• Task directions
Return, from the lines below, each one that includes the word "sheet".

Stored data
[Start of Attachment]
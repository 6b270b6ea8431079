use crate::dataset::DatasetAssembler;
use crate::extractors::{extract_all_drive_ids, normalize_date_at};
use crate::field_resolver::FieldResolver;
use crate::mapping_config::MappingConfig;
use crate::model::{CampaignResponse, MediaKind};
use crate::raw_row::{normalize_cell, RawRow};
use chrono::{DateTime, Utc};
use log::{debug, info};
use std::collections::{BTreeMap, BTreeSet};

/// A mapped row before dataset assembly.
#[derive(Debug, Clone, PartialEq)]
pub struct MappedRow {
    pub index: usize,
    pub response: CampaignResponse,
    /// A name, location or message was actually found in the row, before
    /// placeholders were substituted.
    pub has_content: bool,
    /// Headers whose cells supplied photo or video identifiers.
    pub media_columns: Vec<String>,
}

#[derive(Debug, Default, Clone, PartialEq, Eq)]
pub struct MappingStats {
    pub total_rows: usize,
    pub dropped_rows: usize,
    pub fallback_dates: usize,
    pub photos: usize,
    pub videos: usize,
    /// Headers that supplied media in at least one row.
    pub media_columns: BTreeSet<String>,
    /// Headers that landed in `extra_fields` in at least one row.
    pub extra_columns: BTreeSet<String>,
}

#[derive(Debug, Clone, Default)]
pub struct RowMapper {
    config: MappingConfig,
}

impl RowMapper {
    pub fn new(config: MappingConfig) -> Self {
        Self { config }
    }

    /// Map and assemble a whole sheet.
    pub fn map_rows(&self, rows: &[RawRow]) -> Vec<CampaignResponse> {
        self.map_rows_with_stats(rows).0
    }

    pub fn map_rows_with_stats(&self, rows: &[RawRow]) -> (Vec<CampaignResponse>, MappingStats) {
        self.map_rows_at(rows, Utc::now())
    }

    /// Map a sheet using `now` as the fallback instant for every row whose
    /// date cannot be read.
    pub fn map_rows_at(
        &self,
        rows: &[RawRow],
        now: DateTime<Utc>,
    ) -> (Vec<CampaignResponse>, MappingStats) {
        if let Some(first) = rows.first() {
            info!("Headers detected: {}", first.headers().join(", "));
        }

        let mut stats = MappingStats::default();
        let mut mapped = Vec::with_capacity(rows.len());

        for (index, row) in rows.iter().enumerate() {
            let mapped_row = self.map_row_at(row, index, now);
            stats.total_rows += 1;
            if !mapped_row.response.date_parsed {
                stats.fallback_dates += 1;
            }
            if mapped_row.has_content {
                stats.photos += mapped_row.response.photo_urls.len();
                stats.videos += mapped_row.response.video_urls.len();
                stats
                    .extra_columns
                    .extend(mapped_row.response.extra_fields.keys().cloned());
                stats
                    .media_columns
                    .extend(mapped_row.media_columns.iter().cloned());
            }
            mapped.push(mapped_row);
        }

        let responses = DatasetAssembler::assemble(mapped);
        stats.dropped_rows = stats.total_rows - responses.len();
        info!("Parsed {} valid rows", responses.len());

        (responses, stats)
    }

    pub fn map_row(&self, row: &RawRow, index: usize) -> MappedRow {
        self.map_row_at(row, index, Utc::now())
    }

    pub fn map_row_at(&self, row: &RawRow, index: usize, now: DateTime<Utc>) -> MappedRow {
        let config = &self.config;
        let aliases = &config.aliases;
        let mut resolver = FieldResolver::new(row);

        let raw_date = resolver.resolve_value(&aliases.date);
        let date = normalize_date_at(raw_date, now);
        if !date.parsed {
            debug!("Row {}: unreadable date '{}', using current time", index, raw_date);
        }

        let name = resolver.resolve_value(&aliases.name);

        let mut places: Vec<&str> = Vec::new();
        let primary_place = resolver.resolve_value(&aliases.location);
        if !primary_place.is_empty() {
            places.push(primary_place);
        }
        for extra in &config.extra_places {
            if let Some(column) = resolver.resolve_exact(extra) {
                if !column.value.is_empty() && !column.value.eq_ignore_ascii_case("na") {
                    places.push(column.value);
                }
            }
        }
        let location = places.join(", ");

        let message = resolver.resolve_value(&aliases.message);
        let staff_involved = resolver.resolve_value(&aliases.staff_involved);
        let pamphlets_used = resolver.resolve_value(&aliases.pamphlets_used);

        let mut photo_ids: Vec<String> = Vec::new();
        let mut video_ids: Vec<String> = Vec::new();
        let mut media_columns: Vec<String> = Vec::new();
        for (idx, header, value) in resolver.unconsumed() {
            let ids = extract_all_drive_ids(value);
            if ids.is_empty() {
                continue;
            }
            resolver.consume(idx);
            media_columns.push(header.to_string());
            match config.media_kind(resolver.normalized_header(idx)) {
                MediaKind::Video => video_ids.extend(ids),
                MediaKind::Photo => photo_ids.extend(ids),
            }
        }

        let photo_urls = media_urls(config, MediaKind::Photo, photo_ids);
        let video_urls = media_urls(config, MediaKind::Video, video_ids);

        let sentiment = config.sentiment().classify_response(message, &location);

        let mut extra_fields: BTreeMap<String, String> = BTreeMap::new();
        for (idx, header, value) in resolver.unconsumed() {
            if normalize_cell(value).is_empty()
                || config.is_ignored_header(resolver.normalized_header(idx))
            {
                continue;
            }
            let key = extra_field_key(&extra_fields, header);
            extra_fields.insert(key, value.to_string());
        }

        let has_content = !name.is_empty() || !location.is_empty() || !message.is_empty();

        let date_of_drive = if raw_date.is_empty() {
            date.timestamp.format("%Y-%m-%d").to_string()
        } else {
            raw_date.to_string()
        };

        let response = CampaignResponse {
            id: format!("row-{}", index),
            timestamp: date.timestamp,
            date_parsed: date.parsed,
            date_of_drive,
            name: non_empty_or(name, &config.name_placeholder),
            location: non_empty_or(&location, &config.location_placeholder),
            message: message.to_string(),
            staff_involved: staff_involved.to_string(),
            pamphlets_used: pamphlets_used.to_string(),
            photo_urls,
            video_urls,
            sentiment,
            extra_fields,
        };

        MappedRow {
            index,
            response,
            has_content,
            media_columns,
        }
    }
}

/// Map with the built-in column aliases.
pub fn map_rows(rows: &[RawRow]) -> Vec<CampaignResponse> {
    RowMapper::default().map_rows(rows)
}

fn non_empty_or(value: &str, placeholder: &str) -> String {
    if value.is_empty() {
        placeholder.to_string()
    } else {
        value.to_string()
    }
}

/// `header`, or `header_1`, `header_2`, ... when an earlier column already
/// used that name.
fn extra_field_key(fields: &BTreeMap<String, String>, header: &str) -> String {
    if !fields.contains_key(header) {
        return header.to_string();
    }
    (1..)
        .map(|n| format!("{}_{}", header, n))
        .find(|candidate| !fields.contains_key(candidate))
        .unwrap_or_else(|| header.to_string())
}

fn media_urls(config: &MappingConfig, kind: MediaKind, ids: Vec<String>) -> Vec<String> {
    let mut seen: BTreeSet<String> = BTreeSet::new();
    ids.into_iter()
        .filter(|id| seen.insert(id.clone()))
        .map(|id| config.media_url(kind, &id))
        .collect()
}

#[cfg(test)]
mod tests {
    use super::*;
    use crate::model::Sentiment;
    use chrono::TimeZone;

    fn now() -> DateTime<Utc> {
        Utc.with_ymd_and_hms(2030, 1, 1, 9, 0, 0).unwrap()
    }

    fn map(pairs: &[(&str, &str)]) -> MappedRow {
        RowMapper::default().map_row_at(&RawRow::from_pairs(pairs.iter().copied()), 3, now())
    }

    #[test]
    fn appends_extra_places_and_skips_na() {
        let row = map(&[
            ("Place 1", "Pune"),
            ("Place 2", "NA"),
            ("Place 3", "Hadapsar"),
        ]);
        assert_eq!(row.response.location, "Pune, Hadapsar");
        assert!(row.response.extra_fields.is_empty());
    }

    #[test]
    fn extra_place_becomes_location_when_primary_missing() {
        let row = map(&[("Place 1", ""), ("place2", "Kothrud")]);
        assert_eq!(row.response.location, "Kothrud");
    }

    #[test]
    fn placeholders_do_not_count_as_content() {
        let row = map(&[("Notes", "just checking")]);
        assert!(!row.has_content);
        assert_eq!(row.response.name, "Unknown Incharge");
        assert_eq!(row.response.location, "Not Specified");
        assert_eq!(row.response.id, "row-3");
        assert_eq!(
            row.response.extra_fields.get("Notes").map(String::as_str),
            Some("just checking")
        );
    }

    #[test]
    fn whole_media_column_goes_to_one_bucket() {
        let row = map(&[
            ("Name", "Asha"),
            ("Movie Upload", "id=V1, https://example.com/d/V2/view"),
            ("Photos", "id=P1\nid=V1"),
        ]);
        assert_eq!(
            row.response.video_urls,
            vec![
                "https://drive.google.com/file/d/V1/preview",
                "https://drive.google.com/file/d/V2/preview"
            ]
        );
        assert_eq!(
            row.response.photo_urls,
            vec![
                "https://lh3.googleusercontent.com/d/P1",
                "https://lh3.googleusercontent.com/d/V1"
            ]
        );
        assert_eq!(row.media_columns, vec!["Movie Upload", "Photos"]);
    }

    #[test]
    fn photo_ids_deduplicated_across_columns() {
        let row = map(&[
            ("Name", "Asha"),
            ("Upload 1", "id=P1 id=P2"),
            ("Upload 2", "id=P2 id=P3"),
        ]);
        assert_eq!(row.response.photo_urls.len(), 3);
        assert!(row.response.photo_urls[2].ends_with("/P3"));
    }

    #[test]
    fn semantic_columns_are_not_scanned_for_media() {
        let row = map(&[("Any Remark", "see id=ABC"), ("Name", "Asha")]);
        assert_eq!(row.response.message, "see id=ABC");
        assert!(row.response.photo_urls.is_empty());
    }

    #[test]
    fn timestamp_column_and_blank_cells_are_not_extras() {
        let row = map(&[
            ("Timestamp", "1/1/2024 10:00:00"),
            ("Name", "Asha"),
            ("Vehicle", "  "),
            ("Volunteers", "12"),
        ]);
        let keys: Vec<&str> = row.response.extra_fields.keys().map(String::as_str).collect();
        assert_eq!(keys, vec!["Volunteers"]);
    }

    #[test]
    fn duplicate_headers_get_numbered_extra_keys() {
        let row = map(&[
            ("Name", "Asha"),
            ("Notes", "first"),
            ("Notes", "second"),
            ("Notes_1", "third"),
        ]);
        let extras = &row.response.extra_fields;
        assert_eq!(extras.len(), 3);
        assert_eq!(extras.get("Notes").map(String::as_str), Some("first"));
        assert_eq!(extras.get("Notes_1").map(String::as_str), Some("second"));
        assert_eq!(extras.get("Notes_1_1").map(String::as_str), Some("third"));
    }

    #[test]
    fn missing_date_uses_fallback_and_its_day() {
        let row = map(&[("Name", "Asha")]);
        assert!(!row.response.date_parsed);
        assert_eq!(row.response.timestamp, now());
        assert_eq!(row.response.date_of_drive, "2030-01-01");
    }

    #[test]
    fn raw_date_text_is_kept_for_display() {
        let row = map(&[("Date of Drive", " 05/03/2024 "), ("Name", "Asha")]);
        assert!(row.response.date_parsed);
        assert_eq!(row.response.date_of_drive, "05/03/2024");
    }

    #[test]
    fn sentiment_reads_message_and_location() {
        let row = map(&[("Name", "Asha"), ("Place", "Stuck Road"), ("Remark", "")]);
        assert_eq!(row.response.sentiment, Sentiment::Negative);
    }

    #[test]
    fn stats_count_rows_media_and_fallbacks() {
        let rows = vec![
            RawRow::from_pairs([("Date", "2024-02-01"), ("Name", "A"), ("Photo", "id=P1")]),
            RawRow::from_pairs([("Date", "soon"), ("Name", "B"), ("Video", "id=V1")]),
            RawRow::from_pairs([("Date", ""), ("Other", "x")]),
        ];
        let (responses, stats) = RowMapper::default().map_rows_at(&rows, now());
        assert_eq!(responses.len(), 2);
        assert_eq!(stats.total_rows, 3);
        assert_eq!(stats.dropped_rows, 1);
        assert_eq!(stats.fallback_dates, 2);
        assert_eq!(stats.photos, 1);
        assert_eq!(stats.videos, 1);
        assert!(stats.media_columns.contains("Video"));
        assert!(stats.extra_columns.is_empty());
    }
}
[End of Attachment]
• Response to the exercise
    /// Map and assemble a whole sheet.
    /// Map a sheet using `now` as the fallback instant for every row whose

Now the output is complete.